“Olindo e Rosa leghisti”, l’ultima bufala

"Olindo e Rosa leghisti", l'ultima bufala

«Olindo e Rosa sono leghisti», scrive il giornalista della Stampa Pierangelo Sapegno su Facebook. Eccola, l’ultima suggestione. Come se la revisione del processo per la Strage di Erba che li vede condannati sia un favore della magistratura alla Lega, a Matteo Salvini e alla maggioranza. «Non voglio farne un discorso politico, dio me ne guardi, ma questo è davvero un momento così», scrive in un commento, blaterando di antifascismo e di Costituzione destinata a cambiare.

Ora, Sapegno non è l’ultimo arrivato. Il quotidiano torinese gli ha affidato una pagina sull’inchiesta che lui dice di aver seguito «fin dall’inizio». Peccato che anche lui inciampi nella solita propaganda. Come per il riconoscimento di Mario Frigerio, il supertestimone che ha inchiodato Olindo e Rosa con la sua deposizione. Oggi l’opinione pubblica lo dà per scontato ma è stato Il Giornale a scrivere per primo, undici mesi dopo i fatti, che Frigerio aveva identificato come aggressore «una persona mai vista prima, di carnagione olivastra, forte come un toro, di etnia araba, da ricercare nelle persone che frequentavano l’appartamento della strage». Un documento pubblico, che però i sedicenti conoscitori dell’inchiesta avevano bellamente ignorato fino ad allora e per molto tempo ancora, fermandosi alle veline degli inquirenti e alla illogica spiegazione che la sua memoria è «migliorata». Solo così si spiega il riconoscimento tardivo del bianco e noto vicino di casa, arrivato dopo molti incontri con i carabinieri – di cui è sparita ogni intercettazione ambientale – e soprattutto dopo un colloquio con il maresciallo dei carabinieri Luciano Gallorini che gli fa nove volte il nome di Olindo.

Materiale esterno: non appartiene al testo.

//! `Sequence` implementations for standard library containers and text.
//!
//! Containers yield cloned elements so that a sequence stays a borrowed,
//! restartable view. Contiguous containers also expose random access.

use std::collections::{BTreeMap, BTreeSet, HashMap, HashSet, VecDeque};
use std::hash::BuildHasher;
use std::iter::Cloned;

use super::traits::Sequence;

// =============================================================================
// Contiguous containers
// =============================================================================

impl<T: Clone> Sequence for [T] {
    type Item = T;
    type Cursor<'a>
        = Cloned<std::slice::Iter<'a, T>>
    where
        Self: 'a;

    #[inline]
    fn cursor(&self) -> Self::Cursor<'_> {
        self.iter().cloned()
    }

    #[inline]
    fn random_access_len(&self) -> Option<usize> {
        Some(self.len())
    }

    #[inline]
    fn item_at(&self, index: usize) -> Option<T> {
        self.get(index).cloned()
    }
}

impl<T: Clone, const N: usize> Sequence for [T; N] {
    type Item = T;
    type Cursor<'a>
        = Cloned<std::slice::Iter<'a, T>>
    where
        Self: 'a;

    #[inline]
    fn cursor(&self) -> Self::Cursor<'_> {
        self.iter().cloned()
    }

    #[inline]
    fn random_access_len(&self) -> Option<usize> {
        Some(N)
    }

    #[inline]
    fn item_at(&self, index: usize) -> Option<T> {
        self.get(index).cloned()
    }
}

impl<T: Clone> Sequence for Vec<T> {
    type Item = T;
    type Cursor<'a>
        = Cloned<std::slice::Iter<'a, T>>
    where
        Self: 'a;

    #[inline]
    fn cursor(&self) -> Self::Cursor<'_> {
        self.iter().cloned()
    }

    #[inline]
    fn random_access_len(&self) -> Option<usize> {
        Some(self.len())
    }

    #[inline]
    fn item_at(&self, index: usize) -> Option<T> {
        self.get(index).cloned()
    }
}

impl<T: Clone> Sequence for VecDeque<T> {
    type Item = T;
    type Cursor<'a>
        = Cloned<std::collections::vec_deque::Iter<'a, T>>
    where
        Self: 'a;

    #[inline]
    fn cursor(&self) -> Self::Cursor<'_> {
        self.iter().cloned()
    }

    #[inline]
    fn random_access_len(&self) -> Option<usize> {
        Some(self.len())
    }

    #[inline]
    fn item_at(&self, index: usize) -> Option<T> {
        self.get(index).cloned()
    }
}

// =============================================================================
// Set-like containers
// =============================================================================

impl<T: Clone, S: BuildHasher> Sequence for HashSet<T, S> {
    type Item = T;
    type Cursor<'a>
        = Cloned<std::collections::hash_set::Iter<'a, T>>
    where
        Self: 'a;

    #[inline]
    fn cursor(&self) -> Self::Cursor<'_> {
        self.iter().cloned()
    }
}

impl<T: Clone> Sequence for BTreeSet<T> {
    type Item = T;
    type Cursor<'a>
        = Cloned<std::collections::btree_set::Iter<'a, T>>
    where
        Self: 'a;

    #[inline]
    fn cursor(&self) -> Self::Cursor<'_> {
        self.iter().cloned()
    }
}

// =============================================================================
// Map-like containers
// =============================================================================

/// Entry-cloning function used by the map cursors.
pub(crate) type CloneEntry<'a, K, V> = fn((&'a K, &'a V)) -> (K, V);

#[inline]
pub(crate) fn clone_entry<K: Clone, V: Clone>((key, value): (&K, &V)) -> (K, V) {
    (key.clone(), value.clone())
}

impl<K: Clone, V: Clone, S: BuildHasher> Sequence for HashMap<K, V, S> {
    type Item = (K, V);
    type Cursor<'a>
        = std::iter::Map<std::collections::hash_map::Iter<'a, K, V>, CloneEntry<'a, K, V>>
    where
        Self: 'a;

    #[inline]
    fn cursor(&self) -> Self::Cursor<'_> {
        self.iter().map(clone_entry as CloneEntry<'_, K, V>)
    }
}

impl<K: Clone, V: Clone> Sequence for BTreeMap<K, V> {
    type Item = (K, V);
    type Cursor<'a>
        = std::iter::Map<std::collections::btree_map::Iter<'a, K, V>, CloneEntry<'a, K, V>>
    where
        Self: 'a;

    #[inline]
    fn cursor(&self) -> Self::Cursor<'_> {
        self.iter().map(clone_entry as CloneEntry<'_, K, V>)
    }
}

// =============================================================================
// Text
// =============================================================================

/// Strings are sequences of Unicode scalar values.
///
/// Use [`code_units`](crate::source::code_units) for UTF-16 code units.
impl Sequence for str {
    type Item = char;
    type Cursor<'a>
        = std::str::Chars<'a>
    where
        Self: 'a;

    #[inline]
    fn cursor(&self) -> Self::Cursor<'_> {
        self.chars()
    }
}

impl Sequence for String {
    type Item = char;
    type Cursor<'a>
        = std::str::Chars<'a>
    where
        Self: 'a;

    #[inline]
    fn cursor(&self) -> Self::Cursor<'_> {
        self.chars()
    }
}

#[cfg(test)]
mod tests {
    use super::*;

    #[test]
    fn test_vec_is_restartable() {
        let values = vec![1, 2, 3];
        assert_eq!(values.cursor().collect::<Vec<_>>(), vec![1, 2, 3]);
        assert_eq!(values.cursor().collect::<Vec<_>>(), vec![1, 2, 3]);
    }

    #[test]
    fn test_slice_random_access() {
        let values: &[i32] = &[4, 5, 6];
        assert_eq!(values.random_access_len(), Some(3));
        assert_eq!(values.item_at(2), Some(6));
        assert_eq!(values.item_at(3), None);
    }

    #[test]
    fn test_array_random_access() {
        let values = ['a', 'b'];
        assert_eq!(values.random_access_len(), Some(2));
        assert_eq!(values.item_at(0), Some('a'));
    }

    #[test]
    fn test_vec_deque_random_access() {
        let mut values = VecDeque::new();
        values.push_back(2);
        values.push_front(1);
        assert_eq!(values.cursor().collect::<Vec<_>>(), vec![1, 2]);
        assert_eq!(values.item_at(0), Some(1));
    }

    #[test]
    fn test_sets_yield_elements() {
        let set: BTreeSet<i32> = [3, 1, 2].into_iter().collect();
        assert_eq!(set.cursor().collect::<Vec<_>>(), vec![1, 2, 3]);
        assert_eq!(set.random_access_len(), None);

        let hashed: HashSet<i32> = [7].into_iter().collect();
        assert_eq!(hashed.cursor().collect::<Vec<_>>(), vec![7]);
    }

    #[test]
    fn test_maps_yield_entries() {
        let map: BTreeMap<&str, i32> = [("b", 2), ("a", 1)].into_iter().collect();
        assert_eq!(map.cursor().collect::<Vec<_>>(), vec![("a", 1), ("b", 2)]);

        let hashed: HashMap<&str, i32> = [("only", 1)].into_iter().collect();
        assert_eq!(hashed.cursor().collect::<Vec<_>>(), vec![("only", 1)]);
    }

    #[test]
    fn test_text_yields_scalar_values() {
        let text = "hi😀";
        assert_eq!(text.cursor().count(), 3);
        assert_eq!(String::from(text).cursor().last(), Some('😀'));
    }

    #[test]
    fn test_reference_forwards_capabilities() {
        let values = vec![1, 2];
        let borrowed = &values;
        assert_eq!(Sequence::random_access_len(&borrowed), Some(2));
        assert_eq!(borrowed.cursor().collect::<Vec<_>>(), vec![1, 2]);
    }
}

L’altro giorno il Corriere della Sera scrive che sarebbe stata trovata un’impronta digitale di Olindo nel contatore di casa Castagna, l’appartamento dove si è consumata la strage. Circostanza inedita, smentita da un verbale dell’8 gennaio 2007 in cui c’è scritto che «la ricerca di impronte» su quel contatore ha dato esito negativo».

Ora che anche Azouz Marzouk reclama la loro innocenza, perché inventare fatti nuovi o pubblicare fake news, nascondersi dietro le sentenze e dietro le toghe? Sarebbe più onesto, per i lettori, che certi giornaloni ammettano che la decisione della Corte d’Appello di Brescia – di pari dignità giuridica rispetto alla condanna della Cassazione – è un precedente che rischia di riscrivere la storia giudiziaria di questo Paese smemorato.

Già. La memoria fa brutti scherzi, a volte. L’altra sera il generale Luciano Garofano, che da comandante dei Ris di Parma fece le indagini per conto della Procura di Como, senza trovare una macchia di sangue una che dimostrasse la presenza dei coniugi nell’appartamento o tracce delle vittime a casa di Olindo e Rosa, è rimasto vittima di un vuoto di memoria. A Retequattro, a una domanda del direttore di Gente Umberto Brindani, Garofano ha negato che nell’appartamento i suoi uomini abbiano repertato Dna estraneo a vittime, soccorritori e presunti assassini. «Tracce biologiche che appartenessero ad altri? A memoria, no». Eppure, proprio nel rapporto dei Ris che di fatto scagiona Olindo e Rosa, arrivato all’udienza preliminare dopo che i due si erano proclamati innocenti e avevano chiesto il rito ordinario, al reperto 2D c’è «un contatto dattiloscopico palmare, nella parete al piano terra di fronte alle scale», che sotto la voce «identità» recita: «Nessuna». Succede. Come dimostrano i periti della difesa nel caso di Frigerio, che tu sia un supertestimone o un generale dei Ris, la memoria col tempo può solo peggiorare.